_Dataset entries_.

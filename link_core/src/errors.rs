//! # Error Types
//!
//! Structured error types for link_core. Every failure a capability can
//! produce maps onto one of these variants, and each variant knows how to
//! present itself to the user as a [`Notice`].
//!
//! ## Example
//!
//! ```rust
//! use link_core::errors::{ShareError, ShareResult};
//!
//! fn require_text(text: &str) -> ShareResult<()> {
//!     if text.is_empty() {
//!         return Err(ShareError::encoding_failure("No input text"));
//!     }
//!     Ok(())
//! }
//!
//! assert_eq!(require_text("").unwrap_err().error_code(), "ENCODING_FAILURE");
//! ```

use serde::{Deserialize, Serialize};
use thiserror::Error;

use crate::capabilities::{Notice, Severity};

/// Result type alias for link_core operations
pub type ShareResult<T> = Result<T, ShareError>;

/// Structured error type for share dialog operations.
///
/// None of these are fatal: callers convert them into a notification at the
/// point of the call and carry on.
#[derive(Error, Debug, Clone, Serialize, Deserialize, PartialEq, Eq)]
#[serde(tag = "type", content = "details")]
pub enum ShareError {
    /// The QR encoder rejected the input (empty, or too long for the EC level)
    #[error("QR encoding failed: {reason}")]
    EncodingFailure { reason: String },

    /// Writing to the system clipboard failed (permission denied, busy, ...)
    #[error("Clipboard write failed: {reason}")]
    ClipboardWriteFailure { reason: String },

    /// The host clipboard cannot carry this kind of payload
    #[error("Clipboard does not support {payload} payloads")]
    ClipboardUnsupported { payload: String },

    /// Saving the bitmap to a file failed
    #[error("Save failed: '{path}' - {reason}")]
    SaveFailure { path: String, reason: String },

    /// A configuration file could not be parsed or failed validation
    #[error("Invalid configuration for '{field}': {reason}")]
    InvalidConfig { field: String, reason: String },
}

impl ShareError {
    /// Create an EncodingFailure error
    pub fn encoding_failure(reason: impl Into<String>) -> Self {
        ShareError::EncodingFailure {
            reason: reason.into(),
        }
    }

    /// Create a ClipboardWriteFailure error
    pub fn clipboard_write(reason: impl Into<String>) -> Self {
        ShareError::ClipboardWriteFailure {
            reason: reason.into(),
        }
    }

    /// Create a ClipboardUnsupported error
    pub fn clipboard_unsupported(payload: impl Into<String>) -> Self {
        ShareError::ClipboardUnsupported {
            payload: payload.into(),
        }
    }

    /// Create a SaveFailure error
    pub fn save_failure(path: impl Into<String>, reason: impl Into<String>) -> Self {
        ShareError::SaveFailure {
            path: path.into(),
            reason: reason.into(),
        }
    }

    /// Create an InvalidConfig error
    pub fn invalid_config(field: impl Into<String>, reason: impl Into<String>) -> Self {
        ShareError::InvalidConfig {
            field: field.into(),
            reason: reason.into(),
        }
    }

    /// Get a short error code for programmatic handling
    pub fn error_code(&self) -> &'static str {
        match self {
            ShareError::EncodingFailure { .. } => "ENCODING_FAILURE",
            ShareError::ClipboardWriteFailure { .. } => "CLIPBOARD_WRITE_FAILURE",
            ShareError::ClipboardUnsupported { .. } => "CLIPBOARD_UNSUPPORTED",
            ShareError::SaveFailure { .. } => "SAVE_FAILURE",
            ShareError::InvalidConfig { .. } => "INVALID_CONFIG",
        }
    }

    /// Build the error notification shown for this failure.
    ///
    /// `summary` is the user-facing sentence ("Failed to copy QR code.");
    /// the underlying cause is appended so it is not lost.
    pub fn notice(&self, summary: &str) -> Notice {
        Notice::new("Error", format!("{} ({})", summary, self), Severity::Error)
    }
}

#[cfg(test)]
mod tests {
    use super::*;

    #[test]
    fn test_error_serialization() {
        let error = ShareError::save_failure("/tmp/qrcode.png", "permission denied");
        let json = serde_json::to_string(&error).unwrap();
        assert!(json.contains("\"type\":\"SaveFailure\""));
        let roundtrip: ShareError = serde_json::from_str(&json).unwrap();
        assert_eq!(error, roundtrip);
    }

    #[test]
    fn test_error_codes() {
        assert_eq!(ShareError::encoding_failure("x").error_code(), "ENCODING_FAILURE");
        assert_eq!(ShareError::clipboard_write("x").error_code(), "CLIPBOARD_WRITE_FAILURE");
        assert_eq!(ShareError::clipboard_unsupported("image").error_code(), "CLIPBOARD_UNSUPPORTED");
        assert_eq!(ShareError::invalid_config("title", "empty").error_code(), "INVALID_CONFIG");
    }

    #[test]
    fn test_notice_carries_cause() {
        let notice = ShareError::clipboard_unsupported("image").notice("Failed to copy QR code.");
        assert_eq!(notice.severity, Severity::Error);
        assert_eq!(notice.title, "Error");
        assert!(notice.description.starts_with("Failed to copy QR code."));
        assert!(notice.description.contains("image"));
    }
}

_Instructions for the task_.
Return all the data exactly as given.

_Solved exercise_.
filename link_core/src/errors.rs
//! # Error Types
//!
//! Structured error types for link_core. Every failure a capability can
//! produce maps onto one of these variants, and each variant knows how to
//! present itself to the user as a [`Notice`].
//!
//! ## Example
//!
//! ```rust
//! use link_core::errors::{ShareError, ShareResult};
//!
//! fn require_text(text: &str) -> ShareResult<()> {
//!     if text.is_empty() {
//!         return Err(ShareError::encoding_failure("No input text"));
//!     }
//!     Ok(())
//! }
//!
//! assert_eq!(require_text("").unwrap_err().error_code(), "ENCODING_FAILURE");
//! ```

use serde::{Deserialize, Serialize};
use thiserror::Error;

use crate::capabilities::{Notice, Severity};

/// Result type alias for link_core operations
pub type ShareResult<T> = Result<T, ShareError>;

/// Structured error type for share dialog operations.
///
/// None of these are fatal: callers convert them into a notification at the
/// point of the call and carry on.
#[derive(Error, Debug, Clone, Serialize, Deserialize, PartialEq, Eq)]
#[serde(tag = "type", content = "details")]
pub enum ShareError {
    /// The QR encoder rejected the input (empty, or too long for the EC level)
    #[error("QR encoding failed: {reason}")]
    EncodingFailure { reason: String },

    /// Writing to the system clipboard failed (permission denied, busy, ...)
    #[error("Clipboard write failed: {reason}")]
    ClipboardWriteFailure { reason: String },

    /// The host clipboard cannot carry this kind of payload
    #[error("Clipboard does not support {payload} payloads")]
    ClipboardUnsupported { payload: String },

    /// Saving the bitmap to a file failed
    #[error("Save failed: '{path}' - {reason}")]
    SaveFailure { path: String, reason: String },

    /// A configuration file could not be parsed or failed validation
    #[error("Invalid configuration for '{field}': {reason}")]
    InvalidConfig { field: String, reason: String },
}

impl ShareError {
    /// Create an EncodingFailure error
    pub fn encoding_failure(reason: impl Into<String>) -> Self {
        ShareError::EncodingFailure {
            reason: reason.into(),
        }
    }

    /// Create a ClipboardWriteFailure error
    pub fn clipboard_write(reason: impl Into<String>) -> Self {
        ShareError::ClipboardWriteFailure {
            reason: reason.into(),
        }
    }

    /// Create a ClipboardUnsupported error
    pub fn clipboard_unsupported(payload: impl Into<String>) -> Self {
        ShareError::ClipboardUnsupported {
            payload: payload.into(),
        }
    }

    /// Create a SaveFailure error
    pub fn save_failure(path: impl Into<String>, reason: impl Into<String>) -> Self {
        ShareError::SaveFailure {
            path: path.into(),
            reason: reason.into(),
        }
    }

    /// Create an InvalidConfig error
    pub fn invalid_config(field: impl Into<String>, reason: impl Into<String>) -> Self {
        ShareError::InvalidConfig {
            field: field.into(),
            reason: reason.into(),
        }
    }

    /// Get a short error code for programmatic handling
    pub fn error_code(&self) -> &'static str {
        match self {
            ShareError::EncodingFailure { .. } => "ENCODING_FAILURE",
            ShareError::ClipboardWriteFailure { .. } => "CLIPBOARD_WRITE_FAILURE",
            ShareError::ClipboardUnsupported { .. } => "CLIPBOARD_UNSUPPORTED",
            ShareError::SaveFailure { .. } => "SAVE_FAILURE",
            ShareError::InvalidConfig { .. } => "INVALID_CONFIG",
        }
    }

    /// Build the error notification shown for this failure.
    ///
    /// `summary` is the user-facing sentence ("Failed to copy QR code.");
    /// the underlying cause is appended so it is not lost.
    pub fn notice(&self, summary: &str) -> Notice {
        Notice::new("Error", format!("{} ({})", summary, self), Severity::Error)
    }
}

#[cfg(test)]
mod tests {
    use super::*;

    #[test]
    fn test_error_serialization() {
        let error = ShareError::save_failure("/tmp/qrcode.png", "permission denied");
        let json = serde_json::to_string(&error).unwrap();
        assert!(json.contains("\"type\":\"SaveFailure\""));
        let roundtrip: ShareError = serde_json::from_str(&json).unwrap();
        assert_eq!(error, roundtrip);
    }

    #[test]
    fn test_error_codes() {
        assert_eq!(ShareError::encoding_failure("x").error_code(), "ENCODING_FAILURE");
        assert_eq!(ShareError::clipboard_write("x").error_code(), "CLIPBOARD_WRITE_FAILURE");
        assert_eq!(ShareError::clipboard_unsupported("image").error_code(), "CLIPBOARD_UNSUPPORTED");
        assert_eq!(ShareError::invalid_config("title", "empty").error_code(), "INVALID_CONFIG");
    }

    #[test]
    fn test_notice_carries_cause() {
        let notice = ShareError::clipboard_unsupported("image").notice("Failed to copy QR code.");
        assert_eq!(notice.severity, Severity::Error);
        assert_eq!(notice.title, "Error");
        assert!(notice.description.starts_with("Failed to copy QR code."));
        assert!(notice.description.contains("image"));
    }
}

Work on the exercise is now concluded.